→ **Provided data**
.....

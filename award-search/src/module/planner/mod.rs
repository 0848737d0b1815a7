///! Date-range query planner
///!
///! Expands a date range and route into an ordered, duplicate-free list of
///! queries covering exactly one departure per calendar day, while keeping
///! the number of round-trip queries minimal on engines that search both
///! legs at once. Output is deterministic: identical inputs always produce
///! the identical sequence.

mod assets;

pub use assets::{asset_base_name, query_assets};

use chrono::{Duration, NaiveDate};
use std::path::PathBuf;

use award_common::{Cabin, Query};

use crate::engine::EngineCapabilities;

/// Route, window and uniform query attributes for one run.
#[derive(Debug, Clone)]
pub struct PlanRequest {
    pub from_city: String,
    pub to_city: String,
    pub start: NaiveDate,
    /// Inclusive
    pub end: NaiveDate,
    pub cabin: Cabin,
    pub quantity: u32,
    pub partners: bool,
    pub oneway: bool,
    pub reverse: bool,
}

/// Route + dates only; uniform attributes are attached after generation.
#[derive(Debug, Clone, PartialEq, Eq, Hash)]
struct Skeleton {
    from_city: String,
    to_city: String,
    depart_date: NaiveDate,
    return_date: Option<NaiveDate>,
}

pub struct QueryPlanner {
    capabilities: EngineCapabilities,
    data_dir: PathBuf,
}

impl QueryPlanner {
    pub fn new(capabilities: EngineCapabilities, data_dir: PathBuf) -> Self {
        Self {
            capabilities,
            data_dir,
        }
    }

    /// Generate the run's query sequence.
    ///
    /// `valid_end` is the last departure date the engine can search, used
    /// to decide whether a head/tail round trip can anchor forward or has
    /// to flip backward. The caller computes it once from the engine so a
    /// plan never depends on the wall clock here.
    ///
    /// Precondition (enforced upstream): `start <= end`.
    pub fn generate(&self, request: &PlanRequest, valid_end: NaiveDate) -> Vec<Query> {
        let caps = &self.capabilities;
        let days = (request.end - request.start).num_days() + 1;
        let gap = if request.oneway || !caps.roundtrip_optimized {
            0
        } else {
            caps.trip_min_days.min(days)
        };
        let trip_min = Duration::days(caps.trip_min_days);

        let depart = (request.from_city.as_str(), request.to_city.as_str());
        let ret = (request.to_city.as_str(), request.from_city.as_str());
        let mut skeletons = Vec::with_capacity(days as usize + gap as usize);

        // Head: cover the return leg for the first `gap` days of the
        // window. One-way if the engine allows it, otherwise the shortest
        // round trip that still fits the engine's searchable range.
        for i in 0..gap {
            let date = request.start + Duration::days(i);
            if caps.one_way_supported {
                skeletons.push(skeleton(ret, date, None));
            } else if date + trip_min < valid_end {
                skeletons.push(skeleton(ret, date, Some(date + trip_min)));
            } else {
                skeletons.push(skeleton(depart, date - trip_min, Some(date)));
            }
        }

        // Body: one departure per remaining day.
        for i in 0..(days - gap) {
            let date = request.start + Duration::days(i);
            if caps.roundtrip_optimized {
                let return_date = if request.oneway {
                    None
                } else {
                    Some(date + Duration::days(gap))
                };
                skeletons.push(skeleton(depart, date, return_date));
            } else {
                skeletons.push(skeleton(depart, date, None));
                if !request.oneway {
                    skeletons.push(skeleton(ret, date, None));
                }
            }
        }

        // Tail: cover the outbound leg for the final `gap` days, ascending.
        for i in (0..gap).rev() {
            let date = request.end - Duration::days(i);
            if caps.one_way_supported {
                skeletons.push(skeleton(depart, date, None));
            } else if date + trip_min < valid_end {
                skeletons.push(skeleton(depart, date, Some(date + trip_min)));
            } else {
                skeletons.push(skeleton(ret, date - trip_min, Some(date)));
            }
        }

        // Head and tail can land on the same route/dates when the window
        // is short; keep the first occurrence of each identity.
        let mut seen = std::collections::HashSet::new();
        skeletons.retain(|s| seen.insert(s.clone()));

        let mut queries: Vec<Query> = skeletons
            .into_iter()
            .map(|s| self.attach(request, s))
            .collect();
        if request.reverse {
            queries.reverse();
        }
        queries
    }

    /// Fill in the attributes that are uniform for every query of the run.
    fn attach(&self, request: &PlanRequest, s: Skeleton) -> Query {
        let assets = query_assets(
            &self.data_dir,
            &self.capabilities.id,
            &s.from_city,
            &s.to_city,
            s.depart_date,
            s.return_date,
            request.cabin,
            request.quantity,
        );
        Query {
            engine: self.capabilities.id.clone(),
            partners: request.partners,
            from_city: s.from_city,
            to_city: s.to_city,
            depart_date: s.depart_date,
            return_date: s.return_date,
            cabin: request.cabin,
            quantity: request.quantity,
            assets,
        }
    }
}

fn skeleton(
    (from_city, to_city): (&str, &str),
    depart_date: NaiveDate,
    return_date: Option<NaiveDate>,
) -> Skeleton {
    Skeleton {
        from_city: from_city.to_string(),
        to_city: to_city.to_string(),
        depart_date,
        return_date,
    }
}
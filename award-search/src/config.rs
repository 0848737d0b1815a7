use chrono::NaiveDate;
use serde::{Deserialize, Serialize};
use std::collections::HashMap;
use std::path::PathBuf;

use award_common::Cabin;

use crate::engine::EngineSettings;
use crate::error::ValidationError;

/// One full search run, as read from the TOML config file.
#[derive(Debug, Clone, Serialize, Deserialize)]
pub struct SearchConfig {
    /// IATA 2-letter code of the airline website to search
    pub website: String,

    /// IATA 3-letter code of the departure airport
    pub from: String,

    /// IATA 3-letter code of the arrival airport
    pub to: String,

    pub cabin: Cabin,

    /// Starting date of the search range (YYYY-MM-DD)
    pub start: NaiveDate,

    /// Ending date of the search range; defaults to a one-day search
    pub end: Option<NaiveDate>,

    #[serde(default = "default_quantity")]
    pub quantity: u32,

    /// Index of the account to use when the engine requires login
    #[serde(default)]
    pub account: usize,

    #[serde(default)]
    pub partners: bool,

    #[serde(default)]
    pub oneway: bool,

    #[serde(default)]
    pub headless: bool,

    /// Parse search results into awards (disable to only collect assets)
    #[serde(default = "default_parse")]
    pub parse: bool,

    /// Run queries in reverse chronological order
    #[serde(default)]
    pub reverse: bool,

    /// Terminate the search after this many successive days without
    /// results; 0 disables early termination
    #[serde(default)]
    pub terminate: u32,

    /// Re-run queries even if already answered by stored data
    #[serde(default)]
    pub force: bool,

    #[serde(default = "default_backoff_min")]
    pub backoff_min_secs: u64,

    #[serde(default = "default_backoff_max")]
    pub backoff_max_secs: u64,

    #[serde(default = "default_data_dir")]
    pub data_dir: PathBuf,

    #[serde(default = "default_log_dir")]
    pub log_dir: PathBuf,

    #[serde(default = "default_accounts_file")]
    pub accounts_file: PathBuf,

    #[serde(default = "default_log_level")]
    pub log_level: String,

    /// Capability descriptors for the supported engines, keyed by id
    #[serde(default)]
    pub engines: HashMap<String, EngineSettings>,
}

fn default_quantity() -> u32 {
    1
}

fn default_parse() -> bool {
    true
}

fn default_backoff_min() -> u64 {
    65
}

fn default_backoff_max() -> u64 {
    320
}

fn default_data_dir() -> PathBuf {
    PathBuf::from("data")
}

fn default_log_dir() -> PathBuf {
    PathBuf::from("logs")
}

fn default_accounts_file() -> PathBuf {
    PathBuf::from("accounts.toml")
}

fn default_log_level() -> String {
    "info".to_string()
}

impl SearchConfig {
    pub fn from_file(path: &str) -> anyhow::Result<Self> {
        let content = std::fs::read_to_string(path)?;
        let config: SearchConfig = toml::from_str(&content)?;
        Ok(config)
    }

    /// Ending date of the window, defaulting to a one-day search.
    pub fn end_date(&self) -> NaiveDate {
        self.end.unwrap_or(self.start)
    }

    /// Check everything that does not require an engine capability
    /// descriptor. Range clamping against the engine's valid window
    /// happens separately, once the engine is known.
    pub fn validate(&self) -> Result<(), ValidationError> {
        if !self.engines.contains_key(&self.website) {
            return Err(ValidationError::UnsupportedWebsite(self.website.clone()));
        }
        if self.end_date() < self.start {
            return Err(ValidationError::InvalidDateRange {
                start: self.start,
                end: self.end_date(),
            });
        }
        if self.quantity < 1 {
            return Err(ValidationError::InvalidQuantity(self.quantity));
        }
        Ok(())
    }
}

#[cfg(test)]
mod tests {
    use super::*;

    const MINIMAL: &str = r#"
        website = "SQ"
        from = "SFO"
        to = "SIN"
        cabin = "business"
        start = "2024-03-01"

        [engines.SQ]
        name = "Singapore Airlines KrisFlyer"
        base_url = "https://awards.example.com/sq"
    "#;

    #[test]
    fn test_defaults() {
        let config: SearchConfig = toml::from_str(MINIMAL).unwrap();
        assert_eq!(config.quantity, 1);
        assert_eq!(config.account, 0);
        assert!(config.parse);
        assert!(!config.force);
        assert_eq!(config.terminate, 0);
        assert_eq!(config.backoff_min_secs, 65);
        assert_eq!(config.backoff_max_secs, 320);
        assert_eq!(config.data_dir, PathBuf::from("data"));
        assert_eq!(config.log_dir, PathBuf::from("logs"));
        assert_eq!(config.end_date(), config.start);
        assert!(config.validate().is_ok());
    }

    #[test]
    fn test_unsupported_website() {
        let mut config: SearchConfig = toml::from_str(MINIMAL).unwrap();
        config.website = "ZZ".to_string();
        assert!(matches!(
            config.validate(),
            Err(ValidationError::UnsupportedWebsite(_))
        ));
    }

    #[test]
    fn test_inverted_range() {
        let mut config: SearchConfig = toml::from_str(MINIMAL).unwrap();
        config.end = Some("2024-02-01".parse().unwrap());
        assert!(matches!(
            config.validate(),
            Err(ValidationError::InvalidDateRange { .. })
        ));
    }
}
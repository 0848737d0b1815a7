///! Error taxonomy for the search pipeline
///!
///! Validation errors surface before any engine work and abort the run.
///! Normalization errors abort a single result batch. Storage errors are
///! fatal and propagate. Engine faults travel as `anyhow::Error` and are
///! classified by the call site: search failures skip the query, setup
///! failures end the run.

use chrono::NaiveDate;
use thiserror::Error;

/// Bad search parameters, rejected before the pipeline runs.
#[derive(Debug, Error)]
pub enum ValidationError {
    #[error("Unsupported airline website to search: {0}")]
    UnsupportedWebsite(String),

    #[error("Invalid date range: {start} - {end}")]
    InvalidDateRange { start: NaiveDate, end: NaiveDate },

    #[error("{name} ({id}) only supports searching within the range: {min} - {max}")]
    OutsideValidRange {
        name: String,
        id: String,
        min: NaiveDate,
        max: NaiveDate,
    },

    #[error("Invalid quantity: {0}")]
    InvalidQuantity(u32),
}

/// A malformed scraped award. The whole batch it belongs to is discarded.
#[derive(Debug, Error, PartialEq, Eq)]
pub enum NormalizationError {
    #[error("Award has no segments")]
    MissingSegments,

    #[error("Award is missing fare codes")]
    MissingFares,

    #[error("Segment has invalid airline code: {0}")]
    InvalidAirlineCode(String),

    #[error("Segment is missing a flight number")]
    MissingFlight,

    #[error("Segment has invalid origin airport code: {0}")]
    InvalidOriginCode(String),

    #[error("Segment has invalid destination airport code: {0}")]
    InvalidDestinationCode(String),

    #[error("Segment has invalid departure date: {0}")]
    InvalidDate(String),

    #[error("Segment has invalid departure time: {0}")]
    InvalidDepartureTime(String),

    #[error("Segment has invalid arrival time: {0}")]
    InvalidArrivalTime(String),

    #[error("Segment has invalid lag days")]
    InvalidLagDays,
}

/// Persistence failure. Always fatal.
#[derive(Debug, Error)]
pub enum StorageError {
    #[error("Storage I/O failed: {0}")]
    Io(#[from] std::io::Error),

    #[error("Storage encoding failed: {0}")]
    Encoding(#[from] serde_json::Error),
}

.....

The lines of the data, from the first through the one containing "day, while keeping", are to be transcribed exactly.

→ **Response**
filename award-search/src/module/planner/mod.rs
repository 0848737d0b1815a7
///! Date-range query planner
///!
///! Expands a date range and route into an ordered, duplicate-free list of
///! queries covering exactly one departure per calendar day, while keeping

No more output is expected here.